Maria Guarnaschelli | |
---|---|
Born | Maria Albano DiBenedetto April 18, 1941 Brookline, Massachusetts, U.S. |
Died | February 6, 2021 79) Manhasset, New York, U.S. | (aged
Alma mater | Emmanuel College Yale University |
Occupation(s) | Cookbook editor and publisher |
Children | Alex Guarnaschelli |
Maria Guarnaschelli was born on April 18, 1941, in Brookline, Massachusetts, to Horatia Alice (née Peabody) and George DiBenedetto. Her father was a refrigerator salesperson, and her mother was a homemaker.
She studied at the Emmanuel College in Boston, and went on to complete her master's degree from Yale University majoring in Russian literature.[2]
Guarnaschelli started her publishing career with Scribner's and later with William Morrow before joining W. W. Norton & Company in 2000, where she would go on to become a vice president and serve until her retirement in 2017.[1] She was also a consulting editor for the American food magazine Saveur.[3]

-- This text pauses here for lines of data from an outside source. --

use std::fs::File;
use std::io::BufReader;

use camino::{Utf8Path, Utf8PathBuf};
use serde_json::{Map, Value};
use uuid::Uuid;

use crate::core::parser;
use crate::core::registry::Registry;
use crate::models::error::Error;
use crate::models::metadata::{Mod, ModMetadata};

/// A mod already unpacked under the game's `mod` directory, backed by a
/// loose descriptor file.
#[derive(Debug)]
pub struct GameMod {
    /// Symlink-resolved descriptor path.
    descriptor_path: Utf8PathBuf,
    /// Directory the mod was installed relative to: the parent of the
    /// enclosing `mod` directory.
    install_root: Utf8PathBuf,
    /// Descriptor path relative to `install_root`; the launcher knows it
    /// as `gameRegistryId`.
    game_registry_id: Utf8PathBuf,
    metadata: ModMetadata,
}

impl GameMod {
    pub fn open(descriptor_path: &Utf8Path) -> Result<Self, Error> {
        if !descriptor_path.exists() {
            return Err(Error::NotFound(descriptor_path.to_owned()));
        }

        let file = File::open(descriptor_path)?;
        let config = parser::parse_reader(BufReader::new(file))?;
        let fallback_id = descriptor_path.file_stem().unwrap_or_default();
        let metadata = ModMetadata::from_config(config.as_ref(), fallback_id);

        let real_path = canonicalized(descriptor_path)?;
        let (install_root, game_registry_id) = derive_install_root(&real_path)?;

        Ok(Self {
            descriptor_path: real_path,
            install_root,
            game_registry_id,
            metadata,
        })
    }

    pub fn descriptor_path(&self) -> &Utf8Path {
        &self.descriptor_path
    }

    pub fn install_root(&self) -> &Utf8Path {
        &self.install_root
    }

    pub fn game_registry_id(&self) -> &Utf8Path {
        &self.game_registry_id
    }

    pub fn metadata(&self) -> &ModMetadata {
        &self.metadata
    }

    /// Reconciles this mod into the catalog at `registry_path` and rewrites
    /// the document. The catalog is re-read on every call so registrations
    /// earlier in the same run, and manual edits, are never clobbered.
    ///
    /// A mod already registered keeps its UUID key and gets its record
    /// merged field-by-field; an unknown mod gets a fresh UUID, embedded in
    /// the record as `id` so a consumer handed a bare record can still
    /// recover the key.
    pub fn register(&self, registry_path: &Utf8Path) -> Result<(), Error> {
        let mut registry = Registry::load(registry_path)?;
        let fresh = self.registry_record();

        let (key, record) = match registry.find_by_steam_id(&self.metadata.remote_file_id) {
            Some((key, existing)) => {
                // Overlay: fresh fields win, fields added by other tools
                // survive.
                let mut merged = existing.as_object().cloned().unwrap_or_default();
                for (field, value) in fresh {
                    merged.insert(field, value);
                }
                (key.clone(), merged)
            }
            None => {
                let key = Uuid::new_v4().to_string();
                let mut record = fresh;
                record.insert("id".to_owned(), Value::from(key.as_str()));
                (key, record)
            }
        };

        tracing::debug!(id = %self.metadata.remote_file_id, key = %key, "registering mod");
        registry.upsert(key, record);
        registry.persist()
    }

    fn registry_record(&self) -> Map<String, Value> {
        let mut record = Map::new();
        record.insert(
            "gameRegistryId".to_owned(),
            Value::from(self.game_registry_id.as_str()),
        );
        record.insert("source".to_owned(), Value::from("local"));
        record.insert(
            "steamId".to_owned(),
            Value::from(self.metadata.remote_file_id.as_str()),
        );
        record.insert(
            "displayName".to_owned(),
            Value::from(self.metadata.name.as_str()),
        );
        record.insert("tags".to_owned(), Value::from(self.metadata.tags.clone()));
        record.insert(
            "requiredVersion".to_owned(),
            Value::from(self.metadata.game.version.as_str()),
        );
        record.insert(
            "dirPath".to_owned(),
            Value::from(self.metadata.install_path.as_str()),
        );
        record.insert("status".to_owned(), Value::from("ready_to_play"));
        record
    }
}

impl Mod for GameMod {
    fn metadata(&self) -> &ModMetadata {
        &self.metadata
    }
}

fn canonicalized(path: &Utf8Path) -> Result<Utf8PathBuf, Error> {
    let real = dunce::canonicalize(path)?;
    Utf8PathBuf::from_path_buf(real).map_err(Error::NonUtf8Path)
}

/// Walks up from the descriptor to the directory literally named `mod`,
/// then one level above it. Also hands back the descriptor's path relative
/// to that root, which is what the registry records.
fn derive_install_root(descriptor: &Utf8Path) -> Result<(Utf8PathBuf, Utf8PathBuf), Error> {
    let root = descriptor
        .ancestors()
        .find(|dir| dir.file_name() == Some("mod"))
        .and_then(Utf8Path::parent)
        .ok_or_else(|| Error::InstallRootNotFound(descriptor.to_owned()))?;

    let relative = descriptor
        .strip_prefix(root)
        .map_err(|_| Error::InstallRootNotFound(descriptor.to_owned()))?;

    Ok((root.to_owned(), relative.to_owned()))
}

Over her career, she was recognized as a cookbook publishing pioneer and groomed multiple authors, with many of them going on to win awards including the James Beard Foundation Award and the International Association of Culinary Professional awards.[1][3] Some of the notable books that she edited and published included those that brought international cuisine to American households, including the first cookbook she edited, Classic Indian Cooking (1980) by Julie Sahni, which The New York Times credited as "the first comprehensive Indian cookbook for American kitchens."[2] Other cookbooks she edited included those on Mexican cuisine by Rick Bayless and Chinese cuisine by Fuchsia Dunlop.[2][1] Some other culinary writers with whom she had worked include J. Kenji López-Alt with The Food Lab, Judy Rodgers with The Zuni Cafe Cookbook, Maricel Presilla with Gran Cocina Latina, and Rose Levy Beranbaum with The Cake Bible.[3]

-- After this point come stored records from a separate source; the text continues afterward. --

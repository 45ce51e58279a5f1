use camino::Utf8PathBuf;

/// Central error type for the whole crate.
#[derive(Debug, thiserror::Error)]
pub enum Error {
    #[error("file or directory '{0}' doesn't exist")]
    NotFound(Utf8PathBuf),

    /// A descriptor line that fits none of the dialect's statement forms,
    /// or that mixes pairs and bare values inside one block. Line numbers
    /// are 1-based and absolute within the descriptor.
    #[error("descriptor line {line} {reason}")]
    MalformedDescriptor { line: usize, reason: String },

    #[error("no .mod descriptor found in archive '{0}'")]
    MissingDescriptor(Utf8PathBuf),

    #[error("no 'mod' directory above descriptor '{0}'")]
    InstallRootNotFound(Utf8PathBuf),

    #[error("path '{}' is not valid UTF-8", .0.display())]
    NonUtf8Path(std::path::PathBuf),

    #[error(transparent)]
    Io(#[from] std::io::Error),

    #[error("archive error: {0}")]
    Archive(#[from] zip::result::ZipError),

    #[error("registry document error: {0}")]
    Json(#[from] serde_json::Error),

    #[error("configuration error: {0}")]
    Config(String),
}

One of Guarnaschelli's more ambitious projects was the seventh edition of Irma S. Rombauer's 1931 classic Joy of Cooking, an originally self-published book which was the best-selling cookbook in US history at the time.[2][1] With a budget of $5 million, she embarked on an ambitious task to rewrite the book for the late 1990s. She recruited over 130 chefs across cuisine styles to develop a modernized version of the book.[1] The book had a comprehensive rewrite with 4500 recipes and less than 50 remaining the same from the original, and was published as All New All Purpose Joy of Cooking in 1997.[4] The book had a mixed reception with some reviews praising the book, calling it "complete" and "functional", but some critics said that the book was "joyless" and had a "corporate" approach. Rombauer's granddaughter Marion Rombauer said that Becker's family dissociated themselves from the book.[2] The book and its subsequent reprints continues to remain popular and is still considered a standard presence in American kitchens.[1]

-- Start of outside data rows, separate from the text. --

use std::fs::{self, File};
use std::io::{self, BufReader};

use camino::{Utf8Path, Utf8PathBuf};
use zip::ZipArchive;

use crate::core::parser;
use crate::models::error::Error;
use crate::models::event::InstallOutcome;
use crate::models::metadata::{Mod, ModMetadata};

/// How `install` treats a mod already present in the game tree.
#[derive(Debug, Clone, Copy, PartialEq, Eq, clap::ValueEnum)]
pub enum InstallMode {
    /// Leave an installed mod alone.
    Keep,
    /// Re-extract over whatever is there.
    Replace,
}

/// A mod packaged as a zip archive in the repository, not yet installed.
///
/// Opening the archive locates its single `*.mod` descriptor entry and
/// parses it; the archive itself is re-opened on install, so the handle is
/// not held in between.
#[derive(Debug)]
pub struct RepoMod {
    archive_path: Utf8PathBuf,
    metadata: ModMetadata,
}

impl RepoMod {
    pub fn open(archive_path: &Utf8Path) -> Result<Self, Error> {
        if !archive_path.exists() {
            return Err(Error::NotFound(archive_path.to_owned()));
        }

        let metadata = Self::load_metadata(archive_path)?;

        Ok(Self {
            archive_path: archive_path.to_owned(),
            metadata,
        })
    }

    pub fn archive_path(&self) -> &Utf8Path {
        &self.archive_path
    }

    pub fn metadata(&self) -> &ModMetadata {
        &self.metadata
    }

    /// Unpacks the mod into `game_dir`: the descriptor goes to
    /// `game_dir/mod/<id>.mod`, entries under `<id>/` go to the declared
    /// asset directory with the prefix stripped, and anything else in the
    /// archive is left alone. Extraction overwrites silently; `Keep` only
    /// short-circuits before it starts.
    pub fn install(&self, game_dir: &Utf8Path, mode: InstallMode) -> Result<InstallOutcome, Error> {
        let config_dir = game_dir.join("mod");
        let asset_dir = game_dir.join(&self.metadata.install_path);

        fs::create_dir_all(&config_dir)?;
        fs::create_dir_all(&asset_dir)?;

        let header_name = format!("{}.mod", self.metadata.remote_file_id);

        if mode == InstallMode::Keep && config_dir.join(&header_name).exists() {
            return Ok(InstallOutcome::Exists);
        }

        let asset_prefix = format!("{}/", self.metadata.remote_file_id);
        let file = File::open(&self.archive_path)?;
        let mut archive = ZipArchive::new(file)?;

        for index in 0..archive.len() {
            let mut entry = archive.by_index(index)?;

            // Entries name their own paths; refuse any that would land
            // outside the target directory.
            if entry.enclosed_name().is_none() {
                continue;
            }

            let name = entry.name().to_owned();
            let target = if name == header_name {
                config_dir.join(&name)
            } else if let Some(asset) = name.strip_prefix(&asset_prefix) {
                asset_dir.join(asset)
            } else {
                continue;
            };

            if entry.is_dir() {
                fs::create_dir_all(&target)?;
                continue;
            }
            if let Some(parent) = target.parent() {
                fs::create_dir_all(parent)?;
            }
            let mut output = File::create(&target)?;
            io::copy(&mut entry, &mut output)?;
        }

        tracing::debug!(id = %self.metadata.remote_file_id, game_dir = %game_dir, "installed mod");
        Ok(InstallOutcome::Ok)
    }

    fn load_metadata(archive_path: &Utf8Path) -> Result<ModMetadata, Error> {
        let file = File::open(archive_path)?;
        let mut archive = ZipArchive::new(file)?;

        let mut descriptor = None;
        for index in 0..archive.len() {
            let entry = archive.by_index(index)?;
            let name = Utf8Path::new(entry.name());
            if name.extension() == Some("mod") {
                descriptor = Some((index, name.to_owned()));
                break;
            }
        }

        let (index, entry_name) =
            descriptor.ok_or_else(|| Error::MissingDescriptor(archive_path.to_owned()))?;

        let entry = archive.by_index(index)?;
        let config = parser::parse_reader(BufReader::new(entry))?;

        let fallback_id = entry_name.file_stem().unwrap_or_default();
        Ok(ModMetadata::from_config(config.as_ref(), fallback_id))
    }
}

impl Mod for RepoMod {
    fn metadata(&self) -> &ModMetadata {
        &self.metadata
    }
}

In a career spanning five decades, Guarnaschelli was known for bringing a rigorous approach to the testing of and quality of recipes, preferring accuracy over ease of preparation, and she pushed cookbook authors to think beyond the French and Italian cuisines familiar to most Americans.[2] Her books contributed to the change in how home cooking was perceived; over the time she was active, home cooking moved from being simply a daily chore to a hobby and "cultural touchstone" for many home cooks.[2] Some of the books she edited contained recipes that required days of preparation, as opposed to many cookbooks of the time which marketed themselves as having easy and simple recipes in order to sell more easily.[2]
Guarnaschelli also edited works of nonfiction other than food related books, working with academic authors including Deborah Tannen on You Just Don't Understand, considered a seminal work on gender studies and linguistics, John Cacioppo on Loneliness, and Steven Pinker on The Language Instinct.[3][2]
Guarnaschelli (then DiBenedetto) met her husband, John Guarnaschelli, who was then a history professor, when she was studying at the Yale University.[2] Her husband died in 2018.[1] Their daughter is the New York-based chef Alex Guarnaschelli.[2][5]
She died on February 6, 2021, at the Northwell Health Stern Family Center in Manhasset, New York, from heart disease and related complications.[2] She was 79.[4]